→ **What the task requires**
Collect each line of the records containing the string "completion".

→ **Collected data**
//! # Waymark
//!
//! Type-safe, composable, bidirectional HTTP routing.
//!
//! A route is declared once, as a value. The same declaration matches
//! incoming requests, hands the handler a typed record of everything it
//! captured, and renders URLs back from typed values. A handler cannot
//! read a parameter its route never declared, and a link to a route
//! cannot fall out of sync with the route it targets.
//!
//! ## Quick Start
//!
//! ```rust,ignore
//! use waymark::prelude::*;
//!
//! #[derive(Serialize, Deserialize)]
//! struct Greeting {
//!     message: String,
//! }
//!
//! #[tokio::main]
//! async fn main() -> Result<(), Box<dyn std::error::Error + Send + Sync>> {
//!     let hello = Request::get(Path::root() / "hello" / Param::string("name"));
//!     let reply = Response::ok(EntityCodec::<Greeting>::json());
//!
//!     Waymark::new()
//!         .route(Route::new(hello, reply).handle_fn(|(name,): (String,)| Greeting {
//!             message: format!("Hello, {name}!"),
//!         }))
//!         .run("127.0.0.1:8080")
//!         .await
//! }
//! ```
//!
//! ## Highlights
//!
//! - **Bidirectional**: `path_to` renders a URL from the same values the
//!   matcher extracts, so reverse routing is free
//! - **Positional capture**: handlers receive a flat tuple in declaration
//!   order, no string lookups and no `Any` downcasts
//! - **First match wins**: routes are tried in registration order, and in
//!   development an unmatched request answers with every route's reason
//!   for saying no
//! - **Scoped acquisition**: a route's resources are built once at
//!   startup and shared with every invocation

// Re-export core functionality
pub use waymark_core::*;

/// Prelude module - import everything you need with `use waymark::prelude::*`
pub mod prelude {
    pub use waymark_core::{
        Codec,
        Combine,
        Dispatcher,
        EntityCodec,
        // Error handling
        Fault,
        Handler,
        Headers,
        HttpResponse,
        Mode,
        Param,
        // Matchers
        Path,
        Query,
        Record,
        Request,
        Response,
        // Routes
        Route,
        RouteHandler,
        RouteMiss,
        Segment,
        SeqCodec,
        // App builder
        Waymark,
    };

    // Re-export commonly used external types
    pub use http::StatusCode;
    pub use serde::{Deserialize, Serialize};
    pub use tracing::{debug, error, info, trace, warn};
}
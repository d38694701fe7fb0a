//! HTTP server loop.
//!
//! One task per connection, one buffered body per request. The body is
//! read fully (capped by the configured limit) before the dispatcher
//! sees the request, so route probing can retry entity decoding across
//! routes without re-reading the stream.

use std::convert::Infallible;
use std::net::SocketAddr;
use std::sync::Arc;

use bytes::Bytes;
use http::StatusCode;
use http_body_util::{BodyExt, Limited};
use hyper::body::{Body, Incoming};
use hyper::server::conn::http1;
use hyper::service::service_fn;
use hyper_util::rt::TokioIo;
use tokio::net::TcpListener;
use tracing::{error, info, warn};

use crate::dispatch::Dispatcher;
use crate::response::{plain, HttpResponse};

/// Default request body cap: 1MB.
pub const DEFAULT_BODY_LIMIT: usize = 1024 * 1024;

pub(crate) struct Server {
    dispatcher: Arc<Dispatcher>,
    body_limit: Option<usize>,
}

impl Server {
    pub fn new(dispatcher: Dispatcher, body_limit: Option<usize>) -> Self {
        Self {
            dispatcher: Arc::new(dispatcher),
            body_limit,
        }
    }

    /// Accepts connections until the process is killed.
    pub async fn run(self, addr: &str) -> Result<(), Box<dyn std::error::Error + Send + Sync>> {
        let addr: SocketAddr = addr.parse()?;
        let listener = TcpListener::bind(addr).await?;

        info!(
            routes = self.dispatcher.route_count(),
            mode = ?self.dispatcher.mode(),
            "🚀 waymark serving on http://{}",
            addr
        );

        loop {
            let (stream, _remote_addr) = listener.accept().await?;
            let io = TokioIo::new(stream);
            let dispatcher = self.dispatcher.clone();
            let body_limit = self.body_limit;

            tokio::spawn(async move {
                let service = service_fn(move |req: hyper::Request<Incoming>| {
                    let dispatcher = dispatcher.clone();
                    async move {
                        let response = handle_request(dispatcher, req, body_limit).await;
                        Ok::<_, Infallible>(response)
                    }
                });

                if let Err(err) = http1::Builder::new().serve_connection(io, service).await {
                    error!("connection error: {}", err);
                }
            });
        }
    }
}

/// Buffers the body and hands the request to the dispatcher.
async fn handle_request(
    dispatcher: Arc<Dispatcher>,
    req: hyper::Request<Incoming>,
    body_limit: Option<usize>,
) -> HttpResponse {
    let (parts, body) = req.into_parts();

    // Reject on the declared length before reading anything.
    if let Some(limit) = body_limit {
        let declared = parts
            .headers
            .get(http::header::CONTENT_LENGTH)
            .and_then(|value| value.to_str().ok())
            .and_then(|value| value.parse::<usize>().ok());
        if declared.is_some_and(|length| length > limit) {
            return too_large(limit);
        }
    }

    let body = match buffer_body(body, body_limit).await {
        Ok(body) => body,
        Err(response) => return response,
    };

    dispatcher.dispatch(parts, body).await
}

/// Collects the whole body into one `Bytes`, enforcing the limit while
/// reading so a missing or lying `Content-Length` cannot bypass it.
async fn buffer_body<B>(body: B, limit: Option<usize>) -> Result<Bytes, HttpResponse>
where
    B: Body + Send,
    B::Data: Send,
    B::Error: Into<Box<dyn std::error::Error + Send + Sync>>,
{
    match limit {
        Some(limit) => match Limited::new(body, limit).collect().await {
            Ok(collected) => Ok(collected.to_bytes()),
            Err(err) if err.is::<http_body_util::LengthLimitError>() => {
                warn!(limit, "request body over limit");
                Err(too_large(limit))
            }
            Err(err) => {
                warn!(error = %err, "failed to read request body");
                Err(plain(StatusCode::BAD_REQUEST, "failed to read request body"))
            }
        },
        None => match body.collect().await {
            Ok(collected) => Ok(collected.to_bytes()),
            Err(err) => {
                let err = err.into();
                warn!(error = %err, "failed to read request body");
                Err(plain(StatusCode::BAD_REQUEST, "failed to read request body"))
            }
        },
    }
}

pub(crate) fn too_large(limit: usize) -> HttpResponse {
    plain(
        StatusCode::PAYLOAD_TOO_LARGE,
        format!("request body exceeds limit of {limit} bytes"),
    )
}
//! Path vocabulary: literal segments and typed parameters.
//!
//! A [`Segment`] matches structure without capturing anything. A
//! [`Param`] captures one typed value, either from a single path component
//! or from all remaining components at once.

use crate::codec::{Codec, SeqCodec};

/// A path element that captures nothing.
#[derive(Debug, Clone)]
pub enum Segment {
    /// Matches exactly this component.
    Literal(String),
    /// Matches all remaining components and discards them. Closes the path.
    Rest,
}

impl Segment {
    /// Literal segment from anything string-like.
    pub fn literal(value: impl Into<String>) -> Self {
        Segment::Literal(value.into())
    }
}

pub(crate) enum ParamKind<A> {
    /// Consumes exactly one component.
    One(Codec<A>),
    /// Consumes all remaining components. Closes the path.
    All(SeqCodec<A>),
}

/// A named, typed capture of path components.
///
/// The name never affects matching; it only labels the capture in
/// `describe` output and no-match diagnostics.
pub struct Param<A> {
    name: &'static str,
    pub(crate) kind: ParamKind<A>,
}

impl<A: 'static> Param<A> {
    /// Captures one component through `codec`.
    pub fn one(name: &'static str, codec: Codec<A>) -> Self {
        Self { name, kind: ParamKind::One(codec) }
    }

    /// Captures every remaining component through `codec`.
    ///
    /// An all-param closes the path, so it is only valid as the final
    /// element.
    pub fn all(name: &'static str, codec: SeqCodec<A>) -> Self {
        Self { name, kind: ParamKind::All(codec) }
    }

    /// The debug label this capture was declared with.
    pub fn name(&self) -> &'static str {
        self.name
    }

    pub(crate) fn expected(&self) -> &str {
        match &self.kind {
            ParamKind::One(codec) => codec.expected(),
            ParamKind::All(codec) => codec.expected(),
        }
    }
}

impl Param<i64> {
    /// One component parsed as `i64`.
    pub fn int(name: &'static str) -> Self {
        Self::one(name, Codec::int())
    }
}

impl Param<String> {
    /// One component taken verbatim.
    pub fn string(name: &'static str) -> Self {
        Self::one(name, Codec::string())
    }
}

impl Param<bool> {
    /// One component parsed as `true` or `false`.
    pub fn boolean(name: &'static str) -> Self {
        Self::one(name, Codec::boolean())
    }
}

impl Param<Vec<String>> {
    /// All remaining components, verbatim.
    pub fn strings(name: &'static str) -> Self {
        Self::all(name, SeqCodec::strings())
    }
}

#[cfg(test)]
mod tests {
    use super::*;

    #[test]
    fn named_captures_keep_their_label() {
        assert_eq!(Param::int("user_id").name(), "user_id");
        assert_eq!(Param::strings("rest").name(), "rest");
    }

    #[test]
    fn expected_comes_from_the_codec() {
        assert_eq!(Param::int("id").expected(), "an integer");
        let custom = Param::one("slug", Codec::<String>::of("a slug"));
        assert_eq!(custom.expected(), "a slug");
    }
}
--
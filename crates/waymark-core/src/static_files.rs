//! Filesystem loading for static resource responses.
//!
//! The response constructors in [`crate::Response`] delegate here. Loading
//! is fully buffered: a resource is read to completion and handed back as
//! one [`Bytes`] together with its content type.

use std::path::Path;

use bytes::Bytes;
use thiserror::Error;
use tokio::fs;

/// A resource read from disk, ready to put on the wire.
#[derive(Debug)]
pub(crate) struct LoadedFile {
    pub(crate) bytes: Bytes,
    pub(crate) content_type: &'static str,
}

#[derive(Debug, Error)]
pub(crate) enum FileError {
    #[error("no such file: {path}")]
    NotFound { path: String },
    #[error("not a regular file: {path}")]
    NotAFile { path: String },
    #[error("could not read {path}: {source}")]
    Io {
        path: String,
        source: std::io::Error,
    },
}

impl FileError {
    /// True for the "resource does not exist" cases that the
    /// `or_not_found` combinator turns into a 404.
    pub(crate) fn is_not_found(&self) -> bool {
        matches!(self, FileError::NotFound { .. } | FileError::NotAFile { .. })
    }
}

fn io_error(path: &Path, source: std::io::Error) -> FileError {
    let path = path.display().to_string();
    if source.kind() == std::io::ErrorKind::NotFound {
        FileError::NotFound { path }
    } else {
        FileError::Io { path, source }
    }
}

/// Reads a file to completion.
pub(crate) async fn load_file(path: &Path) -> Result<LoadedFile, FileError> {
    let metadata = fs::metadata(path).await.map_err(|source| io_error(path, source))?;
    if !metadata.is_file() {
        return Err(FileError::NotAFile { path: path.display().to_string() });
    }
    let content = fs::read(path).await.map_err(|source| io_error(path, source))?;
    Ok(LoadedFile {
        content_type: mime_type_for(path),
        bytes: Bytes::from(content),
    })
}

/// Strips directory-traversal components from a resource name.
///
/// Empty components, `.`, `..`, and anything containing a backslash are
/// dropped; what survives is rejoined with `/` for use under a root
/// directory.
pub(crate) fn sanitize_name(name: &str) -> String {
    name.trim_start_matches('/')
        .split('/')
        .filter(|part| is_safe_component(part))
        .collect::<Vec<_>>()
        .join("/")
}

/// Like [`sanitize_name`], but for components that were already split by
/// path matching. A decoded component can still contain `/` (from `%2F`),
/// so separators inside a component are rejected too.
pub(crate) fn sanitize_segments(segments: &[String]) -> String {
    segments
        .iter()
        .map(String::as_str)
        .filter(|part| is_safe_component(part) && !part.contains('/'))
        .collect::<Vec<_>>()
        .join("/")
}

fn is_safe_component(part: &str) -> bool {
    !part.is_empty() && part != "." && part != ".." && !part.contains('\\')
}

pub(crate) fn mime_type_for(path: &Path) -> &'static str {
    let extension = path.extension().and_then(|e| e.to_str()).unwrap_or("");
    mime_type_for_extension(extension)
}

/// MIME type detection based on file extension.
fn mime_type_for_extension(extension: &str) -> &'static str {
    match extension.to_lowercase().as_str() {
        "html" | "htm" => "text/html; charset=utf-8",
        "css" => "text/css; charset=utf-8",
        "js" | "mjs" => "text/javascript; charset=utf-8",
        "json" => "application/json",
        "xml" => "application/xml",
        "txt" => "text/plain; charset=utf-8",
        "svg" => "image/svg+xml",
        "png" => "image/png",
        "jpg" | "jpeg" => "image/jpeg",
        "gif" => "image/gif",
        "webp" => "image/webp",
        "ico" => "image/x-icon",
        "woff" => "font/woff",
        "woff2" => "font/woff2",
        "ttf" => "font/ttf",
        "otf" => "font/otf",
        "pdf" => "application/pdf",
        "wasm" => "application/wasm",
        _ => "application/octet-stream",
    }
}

→ **Result of this exercise**
//! is fully buffered: a resource is read to completion and handed back as
/// Reads a file to completion.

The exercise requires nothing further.